J’en ai rêvé plusieurs années, ne sachant comment sortir d’une situation professionnelle étouffante et énergivore. Je suis ainsi, je peux supporter des années durant ce qui me dévore de l’intérieur.

Sans doute n’étais-je pas prête, pas assez forte, pas assez confiante pour prendre cet envol tant attendu.

Et puis il y a eu cette offre, cette occasion et a ma grande surprise, le tour était joué.

Il m’a semblé, qu’encore une fois dans vie tout arrivait trop tard. Après les doutes, les égratignures, les nuits sans sommeil, les non dits entre collègues, les multiples remises en question qui laissent sur le carreau, les face à face destructeurs.
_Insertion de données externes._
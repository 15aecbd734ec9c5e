//! Per-voter branch registry with first-seen solidification stamps.

use metabreak_types::BranchId;
use std::collections::HashMap;
use std::time::Instant;

/// Metadata recorded when a voter first sees a branch. Write-once per key.
#[derive(Clone, Copy, Debug)]
pub struct BranchInfo {
    /// The instant this voter first registered the branch locally.
    pub solidified_at: Instant,
}

/// The set of branches a voter knows about.
#[derive(Clone, Debug, Default)]
pub struct BranchRegistry {
    info: HashMap<BranchId, BranchInfo>,
}

impl BranchRegistry {
    pub fn new() -> Self {
        Self::default()
    }

    /// Register a branch, stamping its solidification time on first sight.
    /// Idempotent: re-registering never moves the stamp. Returns whether the
    /// branch was new.
    pub fn register(&mut self, branch: BranchId, now: Instant) -> bool {
        match self.info.entry(branch) {
            std::collections::hash_map::Entry::Occupied(_) => false,
            std::collections::hash_map::Entry::Vacant(entry) => {
                entry.insert(BranchInfo { solidified_at: now });
                true
            }
        }
    }

    /// Metadata for a branch, if it has been registered.
    pub fn info(&self, branch: BranchId) -> Option<BranchInfo> {
        self.info.get(&branch).copied()
    }

    /// All registered branch ids, in no particular order.
    pub fn branch_ids(&self) -> impl Iterator<Item = BranchId> + '_ {
        self.info.keys().copied()
    }

    pub fn len(&self) -> usize {
        self.info.len()
    }

    pub fn is_empty(&self) -> bool {
        self.info.is_empty()
    }
}
//! Tracing setup for watching simulation runs.
//!
//! A run is only legible through its log stream: which voter moved, what it
//! voted, and when the attacker reacted. [`init_run_logging`] installs a
//! subscriber tuned for that stream, and the scheduler wraps its loop in
//! [`scheduler_span`] so every tick line carries the knobs that shape the
//! run (breaker threshold and tick interval).

use crate::config::SimConfig;
use tracing::{info_span, Span};
use tracing_subscriber::EnvFilter;

/// Install a subscriber for observing a run.
///
/// When `RUST_LOG` is not set, defaults to this crate's `debug` stream —
/// opinion changes, attacker casts, scheduler start/stop — without the
/// per-vote `trace` firehose. Safe to call from every test: a subscriber
/// that is already installed wins and the call is a no-op.
pub fn init_run_logging() {
    let filter = EnvFilter::try_from_default_env()
        .unwrap_or_else(|_| EnvFilter::new("metabreak_sim=debug"));

    let _ = tracing_subscriber::fmt()
        .with_env_filter(filter)
        .with_target(false)
        .try_init();
}

/// Span for one scheduler run. Breaker zero means the tiebreak rule is off,
/// which is worth seeing on every line when a run refuses to converge.
pub(crate) fn scheduler_span(config: &SimConfig) -> Span {
    info_span!(
        "scheduler",
        breaker_ms = config.breaker_threshold.as_millis() as u64,
        tick_ms = config.tick_interval.as_millis() as u64,
    )
}
use anchor_lang::prelude::*;

/// Global protocol configuration
/// Stores risk parameters and the admin allowed to change them
#[account]
pub struct Config {
    /// Protocol admin who can update parameters
    pub admin: Pubkey,

    /// Whether protocol is paused
    pub paused: bool,

    /// Annualized borrow rate in basis points (e.g., 500 = 5% APR)
    pub interest_rate_bps: u16,

    /// Required collateral per unit of debt, in basis points (>= 10000)
    pub collateral_ratio_bps: u16,

    /// Ratio below which a position becomes seizable (< collateral_ratio_bps)
    pub liquidation_threshold_bps: u16,

    /// Multiplier applied to repaid debt for the liquidator payout (>= 10000)
    pub liquidation_bonus_bps: u16,

    pub bump: u8,

    /// Reserved space for future upgrades
    pub _reserved: [u64; 8],
}

impl Config {
    pub const LEN: usize = 8 + // discriminator
        32 + // admin
        1 + // paused
        2 + // interest_rate_bps
        2 + // collateral_ratio_bps
        2 + // liquidation_threshold_bps
        2 + // liquidation_bonus_bps
        1 + // bump
        (8 * 8); // _reserved
}
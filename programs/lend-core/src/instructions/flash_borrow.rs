use anchor_lang::prelude::*;
use anchor_lang::solana_program::{
    hash,
    instruction::{AccountMeta, Instruction},
    program::invoke,
    program_error::ProgramError,
};
use anchor_spl::token::{self, Token, TokenAccount, Transfer};

use crate::constants::*;
use crate::errors::LendError;
use crate::state::{AssetMarket, Config};
use crate::utils::{available_liquidity, flash_fee};

#[derive(Accounts)]
pub struct FlashBorrow<'info> {
    #[account(
        seeds = [CONFIG_SEED],
        bump = config.bump
    )]
    pub config: Account<'info, Config>,

    #[account(
        seeds = [MARKET_SEED, market.mint.as_ref()],
        bump = market.bump
    )]
    pub market: Account<'info, AssetMarket>,

    /// Program's vault for this asset
    #[account(
        mut,
        seeds = [VAULT_SEED, market.mint.as_ref()],
        bump = market.vault_bump,
        token::mint = market.mint,
        token::authority = vault_authority
    )]
    pub vault: Account<'info, TokenAccount>,

    /// PDA authority for the vault
    /// CHECK: This is the PDA that has authority over the vault
    #[account(
        seeds = [VAULT_AUTHORITY_SEED],
        bump
    )]
    pub vault_authority: UncheckedAccount<'info>,

    /// Token account the borrowed liquidity is pushed to
    #[account(
        mut,
        constraint = receiver_token_account.mint == market.mint @ LendError::UnsupportedAsset
    )]
    pub receiver_token_account: Account<'info, TokenAccount>,

    /// Borrower-supplied program implementing on_flash_credit; it must return
    /// the borrowed amount plus the fee to the vault before it exits
    /// CHECK: Only required to be executable, the balance check is what holds
    #[account(executable)]
    pub receiver_program: UncheckedAccount<'info>,

    pub borrower: Signer<'info>,

    pub token_program: Program<'info, Token>,
}

pub fn handler<'info>(
    ctx: Context<'_, '_, '_, 'info, FlashBorrow<'info>>,
    amount: u64,
    callback_data: Vec<u8>,
) -> Result<()> {
    let config = &ctx.accounts.config;
    let market = &ctx.accounts.market;
    let clock = Clock::get()?;

    require!(!config.paused, LendError::ProtocolPaused);
    require!(amount > 0, LendError::ZeroAmount);

    // Pre-call balance, recorded before the outbound transfer
    let balance_before = ctx.accounts.vault.amount;
    require!(
        available_liquidity(balance_before, market.total_borrowed) >= amount,
        LendError::InsufficientLiquidity
    );

    let fee = flash_fee(amount)?;

    // Push the loan to the receiver
    let vault_authority_bump = ctx.bumps.vault_authority;
    let vault_authority_seeds = &[VAULT_AUTHORITY_SEED, &[vault_authority_bump]];
    let signer_seeds = &[&vault_authority_seeds[..]];

    let cpi_accounts = Transfer {
        from: ctx.accounts.vault.to_account_info(),
        to: ctx.accounts.receiver_token_account.to_account_info(),
        authority: ctx.accounts.vault_authority.to_account_info(),
    };
    let cpi_program = ctx.accounts.token_program.to_account_info();
    let cpi_ctx = CpiContext::new_with_signer(cpi_program, cpi_accounts, signer_seeds);
    token::transfer(cpi_ctx, amount)?;

    // Hand control to the receiver program within the same transaction.
    // The runtime refuses re-entry into this program from the callback, so
    // no ledger instruction can run underneath us.
    let mut data = hash::hash(b"global:on_flash_credit").to_bytes()[..8].to_vec();
    let args = (market.mint, amount, fee, callback_data)
        .try_to_vec()
        .map_err(|_| ProgramError::InvalidInstructionData)?;
    data.extend_from_slice(&args);

    let account_metas: Vec<AccountMeta> = ctx
        .remaining_accounts
        .iter()
        .map(|acc| AccountMeta {
            pubkey: *acc.key,
            is_signer: acc.is_signer,
            is_writable: acc.is_writable,
        })
        .collect();

    let callback_ix = Instruction {
        program_id: ctx.accounts.receiver_program.key(),
        accounts: account_metas,
        data,
    };

    let mut callback_infos = ctx.remaining_accounts.to_vec();
    callback_infos.push(ctx.accounts.receiver_program.to_account_info());
    invoke(&callback_ix, &callback_infos)?;

    // The loan plus fee must be back, or everything above unwinds
    ctx.accounts.vault.reload()?;
    let required_balance = balance_before
        .checked_add(fee)
        .ok_or(LendError::MathOverflow)?;
    require!(
        ctx.accounts.vault.amount >= required_balance,
        LendError::FlashCreditUnrepaid
    );

    msg!(
        "Flash credit of {} of {} repaid with fee {}",
        amount,
        market.mint,
        fee
    );

    emit!(FlashCredit {
        borrower: ctx.accounts.borrower.key(),
        mint: market.mint,
        amount,
        fee,
        timestamp: clock.unix_timestamp,
    });

    Ok(())
}

#[event]
pub struct FlashCredit {
    pub borrower: Pubkey,
    pub mint: Pubkey,
    pub amount: u64,
    pub fee: u64,
    pub timestamp: i64,
}
use anchor_lang::prelude::*;
use anchor_spl::token::{self, Token, TokenAccount, Transfer};

use crate::constants::*;
use crate::errors::LendError;
use crate::state::{AssetMarket, Config, Position};
use crate::utils::{available_liquidity, required_collateral};

#[derive(Accounts)]
pub struct Borrow<'info> {
    #[account(
        seeds = [CONFIG_SEED],
        bump = config.bump
    )]
    pub config: Account<'info, Config>,

    #[account(
        mut,
        seeds = [MARKET_SEED, market.mint.as_ref()],
        bump = market.bump
    )]
    pub market: Account<'info, AssetMarket>,

    #[account(
        mut,
        seeds = [POSITION_SEED, owner.key().as_ref(), market.mint.as_ref()],
        bump = position.bump,
        constraint = position.owner == owner.key() @ LendError::Unauthorized
    )]
    pub position: Account<'info, Position>,

    /// User's token account receiving the borrowed asset
    #[account(
        mut,
        constraint = user_token_account.owner == owner.key() @ LendError::Unauthorized,
        constraint = user_token_account.mint == market.mint @ LendError::UnsupportedAsset
    )]
    pub user_token_account: Account<'info, TokenAccount>,

    /// Program's vault for this asset
    #[account(
        mut,
        seeds = [VAULT_SEED, market.mint.as_ref()],
        bump = market.vault_bump,
        token::mint = market.mint,
        token::authority = vault_authority
    )]
    pub vault: Account<'info, TokenAccount>,

    /// PDA authority for the vault
    /// CHECK: This is the PDA that has authority over the vault
    #[account(
        seeds = [VAULT_AUTHORITY_SEED],
        bump
    )]
    pub vault_authority: UncheckedAccount<'info>,

    #[account(mut)]
    pub owner: Signer<'info>,

    pub token_program: Program<'info, Token>,
}

pub fn handler(ctx: Context<Borrow>, amount: u64) -> Result<()> {
    let config = &ctx.accounts.config;
    let market = &mut ctx.accounts.market;
    let position = &mut ctx.accounts.position;
    let clock = Clock::get()?;

    require!(!config.paused, LendError::ProtocolPaused);
    require!(amount > 0, LendError::ZeroAmount);

    // Settle accrued interest so the new debt builds on current numbers
    position.settle_interest(clock.unix_timestamp, config.interest_rate_bps)?;

    // Only liquidity actually free to lend can go out, collateral on paper
    // does not count
    require!(
        available_liquidity(ctx.accounts.vault.amount, market.total_borrowed) >= amount,
        LendError::InsufficientLiquidity
    );

    // The position must carry the full new debt, interest included
    let new_debt = position
        .total_debt()?
        .checked_add(amount)
        .ok_or(LendError::MathOverflow)?;
    require!(
        position.collateral_amount >= required_collateral(new_debt, config.collateral_ratio_bps)?,
        LendError::CollateralRatioTooLow
    );

    // Update position
    position.borrowed_amount = position
        .borrowed_amount
        .checked_add(amount)
        .ok_or(LendError::MathOverflow)?;
    position.lifetime_borrowed = position
        .lifetime_borrowed
        .checked_add(amount)
        .ok_or(LendError::MathOverflow)?;

    // Update market aggregates
    market.total_borrowed = market
        .total_borrowed
        .checked_add(amount)
        .ok_or(LendError::MathOverflow)?;

    // Push borrowed tokens from vault to user
    let vault_authority_bump = ctx.bumps.vault_authority;
    let vault_authority_seeds = &[VAULT_AUTHORITY_SEED, &[vault_authority_bump]];
    let signer_seeds = &[&vault_authority_seeds[..]];

    let cpi_accounts = Transfer {
        from: ctx.accounts.vault.to_account_info(),
        to: ctx.accounts.user_token_account.to_account_info(),
        authority: ctx.accounts.vault_authority.to_account_info(),
    };
    let cpi_program = ctx.accounts.token_program.to_account_info();
    let cpi_ctx = CpiContext::new_with_signer(cpi_program, cpi_accounts, signer_seeds);
    token::transfer(cpi_ctx, amount)?;

    msg!(
        "Borrowed {} of {} for user: {}",
        amount,
        market.mint,
        ctx.accounts.owner.key()
    );
    msg!("Total debt: {}", new_debt);

    emit!(AssetBorrowed {
        owner: position.owner,
        mint: market.mint,
        amount,
        total_debt: new_debt,
        timestamp: clock.unix_timestamp,
    });

    Ok(())
}

#[event]
pub struct AssetBorrowed {
    pub owner: Pubkey,
    pub mint: Pubkey,
    pub amount: u64,
    pub total_debt: u64,
    pub timestamp: i64,
}
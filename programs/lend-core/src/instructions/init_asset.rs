use anchor_lang::prelude::*;
use anchor_spl::token::{Mint, Token, TokenAccount};

use crate::constants::*;
use crate::state::{AssetMarket, Config};

#[derive(Accounts)]
pub struct InitAsset<'info> {
    #[account(
        seeds = [CONFIG_SEED],
        bump = config.bump,
        constraint = config.admin == admin.key() @ crate::errors::LendError::Unauthorized
    )]
    pub config: Account<'info, Config>,

    #[account(
        init,
        payer = admin,
        space = AssetMarket::LEN,
        seeds = [MARKET_SEED, mint.key().as_ref()],
        bump
    )]
    pub market: Account<'info, AssetMarket>,

    pub mint: Account<'info, Mint>,

    /// Vault holding this asset's collateral and unborrowed liquidity
    #[account(
        init,
        payer = admin,
        seeds = [VAULT_SEED, mint.key().as_ref()],
        bump,
        token::mint = mint,
        token::authority = vault_authority
    )]
    pub vault: Account<'info, TokenAccount>,

    /// PDA authority for all vaults
    /// CHECK: This is the PDA that has authority over the vault
    #[account(
        seeds = [VAULT_AUTHORITY_SEED],
        bump
    )]
    pub vault_authority: UncheckedAccount<'info>,

    #[account(mut)]
    pub admin: Signer<'info>,

    pub token_program: Program<'info, Token>,
    pub system_program: Program<'info, System>,
}

pub fn handler(ctx: Context<InitAsset>) -> Result<()> {
    let market = &mut ctx.accounts.market;

    market.mint = ctx.accounts.mint.key();
    market.vault = ctx.accounts.vault.key();
    market.total_collateral = 0;
    market.total_borrowed = 0;
    market.bump = ctx.bumps.market;
    market.vault_bump = ctx.bumps.vault;
    market._reserved = [0; 8];

    msg!("Asset listed: {}", market.mint);

    emit!(AssetListed {
        mint: market.mint,
        vault: market.vault,
        timestamp: Clock::get()?.unix_timestamp,
    });

    Ok(())
}

#[event]
pub struct AssetListed {
    pub mint: Pubkey,
    pub vault: Pubkey,
    pub timestamp: i64,
}
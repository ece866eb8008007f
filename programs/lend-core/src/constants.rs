// PDA Seeds
pub const CONFIG_SEED: &[u8] = b"config";
pub const MARKET_SEED: &[u8] = b"asset_market";
pub const POSITION_SEED: &[u8] = b"position";
pub const VAULT_SEED: &[u8] = b"vault";
pub const VAULT_AUTHORITY_SEED: &[u8] = b"vault_authority";

// Protocol Parameters (basis points)
pub const DEFAULT_INTEREST_RATE_BPS: u16 = 500; // 5% APR
pub const DEFAULT_COLLATERAL_RATIO_BPS: u16 = 15_000; // 150% collateral per unit of debt
pub const DEFAULT_LIQUIDATION_THRESHOLD_BPS: u16 = 12_500; // seizable below 125%
pub const DEFAULT_LIQUIDATION_BONUS_BPS: u16 = 10_500; // liquidator receives 105% of repaid debt

// Flash credit fee, taken on the borrowed amount
pub const FLASH_FEE_BPS: u64 = 9; // 0.09%

// Precision Constants
pub const BPS_PRECISION: u64 = 10_000; // Basis points precision
pub const SECONDS_PER_YEAR: u64 = 31_536_000; // 365 days
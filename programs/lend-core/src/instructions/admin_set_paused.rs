use anchor_lang::prelude::*;

use crate::constants::*;
use crate::errors::LendError;
use crate::state::Config;

#[derive(Accounts)]
pub struct AdminSetPaused<'info> {
    #[account(
        mut,
        seeds = [CONFIG_SEED],
        bump = config.bump,
        constraint = config.admin == admin.key() @ LendError::Unauthorized
    )]
    pub config: Account<'info, Config>,

    pub admin: Signer<'info>,
}

pub fn handler(ctx: Context<AdminSetPaused>, paused: bool) -> Result<()> {
    let config = &mut ctx.accounts.config;

    config.paused = paused;

    msg!("Protocol paused state set to: {}", paused);

    emit!(ProtocolPausedStateChanged {
        admin: ctx.accounts.admin.key(),
        paused,
        timestamp: Clock::get()?.unix_timestamp,
    });

    Ok(())
}

#[event]
pub struct ProtocolPausedStateChanged {
    pub admin: Pubkey,
    pub paused: bool,
    pub timestamp: i64,
}
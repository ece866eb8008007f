use anchor_lang::prelude::*;

use crate::constants::*;
use crate::errors::LendError;
use crate::state::Config;

#[derive(AnchorSerialize, AnchorDeserialize)]
pub struct InitializeParams {
    pub interest_rate_bps: u16,
    pub collateral_ratio_bps: u16,
    pub liquidation_threshold_bps: u16,
    pub liquidation_bonus_bps: u16,
}

#[derive(Accounts)]
pub struct Initialize<'info> {
    #[account(
        init,
        payer = admin,
        space = Config::LEN,
        seeds = [CONFIG_SEED],
        bump
    )]
    pub config: Account<'info, Config>,

    #[account(mut)]
    pub admin: Signer<'info>,

    pub system_program: Program<'info, System>,
}

pub fn handler(ctx: Context<Initialize>, params: InitializeParams) -> Result<()> {
    let config = &mut ctx.accounts.config;

    // Validate parameters
    require!(
        params.interest_rate_bps as u64 <= BPS_PRECISION,
        LendError::InvalidPercentage
    );
    require!(
        params.collateral_ratio_bps as u64 >= BPS_PRECISION,
        LendError::InvalidRiskParams
    );
    require!(
        params.liquidation_threshold_bps as u64 >= BPS_PRECISION,
        LendError::InvalidRiskParams
    );
    require!(
        params.liquidation_bonus_bps as u64 >= BPS_PRECISION,
        LendError::InvalidRiskParams
    );
    require!(
        params.liquidation_threshold_bps < params.collateral_ratio_bps,
        LendError::InvalidRiskParams
    );

    // Initialize config
    config.admin = ctx.accounts.admin.key();
    config.paused = false;
    config.interest_rate_bps = params.interest_rate_bps;
    config.collateral_ratio_bps = params.collateral_ratio_bps;
    config.liquidation_threshold_bps = params.liquidation_threshold_bps;
    config.liquidation_bonus_bps = params.liquidation_bonus_bps;
    config.bump = ctx.bumps.config;
    config._reserved = [0; 8];

    msg!("Protocol initialized with admin: {}", ctx.accounts.admin.key());
    msg!(
        "Rate: {} bps APR, Ratio: {} bps, Threshold: {} bps, Bonus: {} bps",
        params.interest_rate_bps,
        params.collateral_ratio_bps,
        params.liquidation_threshold_bps,
        params.liquidation_bonus_bps
    );

    Ok(())
}
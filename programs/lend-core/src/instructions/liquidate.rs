use anchor_lang::prelude::*;
use anchor_spl::token::{self, Token, TokenAccount, Transfer};

use crate::constants::*;
use crate::errors::LendError;
use crate::state::{AssetMarket, Config, Position};
use crate::utils::{is_liquidatable, seize_amount};

#[derive(Accounts)]
pub struct Liquidate<'info> {
    #[account(
        seeds = [CONFIG_SEED],
        bump = config.bump
    )]
    pub config: Account<'info, Config>,

    #[account(
        mut,
        seeds = [MARKET_SEED, market.mint.as_ref()],
        bump = market.bump
    )]
    pub market: Account<'info, AssetMarket>,

    /// Position being liquidated, addressed by its owner
    #[account(
        mut,
        seeds = [POSITION_SEED, position.owner.as_ref(), market.mint.as_ref()],
        bump = position.bump
    )]
    pub position: Account<'info, Position>,

    /// Liquidator's token account the debt repayment is pulled from,
    /// and that receives the seized collateral
    #[account(
        mut,
        constraint = liquidator_token_account.owner == liquidator.key() @ LendError::Unauthorized,
        constraint = liquidator_token_account.mint == market.mint @ LendError::UnsupportedAsset
    )]
    pub liquidator_token_account: Account<'info, TokenAccount>,

    /// Program's vault for this asset
    #[account(
        mut,
        seeds = [VAULT_SEED, market.mint.as_ref()],
        bump = market.vault_bump,
        token::mint = market.mint,
        token::authority = vault_authority
    )]
    pub vault: Account<'info, TokenAccount>,

    /// PDA authority for the vault
    /// CHECK: This is the PDA that has authority over the vault
    #[account(
        seeds = [VAULT_AUTHORITY_SEED],
        bump
    )]
    pub vault_authority: UncheckedAccount<'info>,

    #[account(mut)]
    pub liquidator: Signer<'info>,

    pub token_program: Program<'info, Token>,
}

pub fn handler(ctx: Context<Liquidate>) -> Result<()> {
    let config = &ctx.accounts.config;
    let market = &mut ctx.accounts.market;
    let position = &mut ctx.accounts.position;
    let clock = Clock::get()?;

    require!(!config.paused, LendError::ProtocolPaused);
    require_keys_neq!(
        ctx.accounts.liquidator.key(),
        position.owner,
        LendError::SelfLiquidation
    );

    // Eligibility is judged on settled debt
    position.settle_interest(clock.unix_timestamp, config.interest_rate_bps)?;

    let total_debt = position.total_debt()?;
    require!(total_debt > 0, LendError::NoOutstandingDebt);
    require!(
        is_liquidatable(
            position.collateral_amount,
            total_debt,
            config.liquidation_threshold_bps
        ),
        LendError::PositionHealthy
    );

    // Payout: repaid debt plus bonus, capped to the position's collateral
    let collateral_seized = seize_amount(
        total_debt,
        config.liquidation_bonus_bps,
        position.collateral_amount,
    )?;

    // Liquidator repays the full debt into the vault
    let cpi_accounts = Transfer {
        from: ctx.accounts.liquidator_token_account.to_account_info(),
        to: ctx.accounts.vault.to_account_info(),
        authority: ctx.accounts.liquidator.to_account_info(),
    };
    let cpi_program = ctx.accounts.token_program.to_account_info();
    let cpi_ctx = CpiContext::new(cpi_program, cpi_accounts);
    token::transfer(cpi_ctx, total_debt)?;

    // Seized collateral goes out to the liquidator
    let vault_authority_bump = ctx.bumps.vault_authority;
    let vault_authority_seeds = &[VAULT_AUTHORITY_SEED, &[vault_authority_bump]];
    let signer_seeds = &[&vault_authority_seeds[..]];

    let cpi_accounts = Transfer {
        from: ctx.accounts.vault.to_account_info(),
        to: ctx.accounts.liquidator_token_account.to_account_info(),
        authority: ctx.accounts.vault_authority.to_account_info(),
    };
    let cpi_program = ctx.accounts.token_program.to_account_info();
    let cpi_ctx = CpiContext::new_with_signer(cpi_program, cpi_accounts, signer_seeds);
    token::transfer(cpi_ctx, collateral_seized)?;

    // Aggregates drop by the position's pre-reset fields; any collateral
    // remainder beyond the seizure stays in the vault as protocol surplus
    market.total_borrowed = market
        .total_borrowed
        .checked_sub(position.borrowed_amount)
        .ok_or(LendError::MathOverflow)?;
    market.total_collateral = market
        .total_collateral
        .checked_sub(position.collateral_amount)
        .ok_or(LendError::MathOverflow)?;

    // Full liquidation only: clear the position
    let owner = position.owner;
    position.collateral_amount = 0;
    position.borrowed_amount = 0;
    position.interest_accrued = 0;
    position.last_accrual_time = 0;
    position.liquidation_count += 1;

    msg!("Liquidated position of user: {}", owner);
    msg!(
        "Repaid: {}, Seized: {} of {}",
        total_debt,
        collateral_seized,
        market.mint
    );

    emit!(PositionLiquidated {
        owner,
        liquidator: ctx.accounts.liquidator.key(),
        mint: market.mint,
        debt_repaid: total_debt,
        collateral_seized,
        timestamp: clock.unix_timestamp,
    });

    Ok(())
}

#[event]
pub struct PositionLiquidated {
    pub owner: Pubkey,
    pub liquidator: Pubkey,
    pub mint: Pubkey,
    pub debt_repaid: u64,
    pub collateral_seized: u64,
    pub timestamp: i64,
}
Aujourd’hui donc, je m’apprête à quitter le poste que j’ai occupé pendant une longue décennie. Et cette impression est des plus curieuse. Accueillir les réactions contrastées des collègues, celles de mes accompagnés, leurs émotions , leurs retours sur mon accompagnement. Car, finalement, c’est là que se situe le cœur de ce qui me remue. Ce qu’ils et elles pensent de moi, comment ils me le disent, avec quels mots, quelles tournures, quels regards. Je vis des journées remuantes, comme je n’en ai jamais vécues professionnellement. Je mesure que ce travail, que j’ai souvent trouvé vain car « immesurable », fait sens.

Je pars avec cette énergie, avec cette pointe de fierté d’avoir pu aider. Un peu, beaucoup, pas toujours, souvent. Du fond du cœur…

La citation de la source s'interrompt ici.